# Data under study
use serde::Serialize;

/// Status marker carried by every tool response.
///
/// Only `success` exists on the wire: degraded results still report success and
/// use their `message` to say so.
#[derive(Debug, Clone, Copy, Default, PartialEq, Eq, Serialize)]
#[serde(rename_all = "lowercase")]
pub enum Status {
    #[default]
    Success,
}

# Work task
Which lines run from the one with "report success and" through the end of the listing above? Restate them word for word, with nothing else.

# The completed task
/// Only `success` exists on the wire: degraded results still report success and
/// use their `message` to say so.
#[derive(Debug, Clone, Copy, Default, PartialEq, Eq, Serialize)]
#[serde(rename_all = "lowercase")]
pub enum Status {
    #[default]
    Success,
}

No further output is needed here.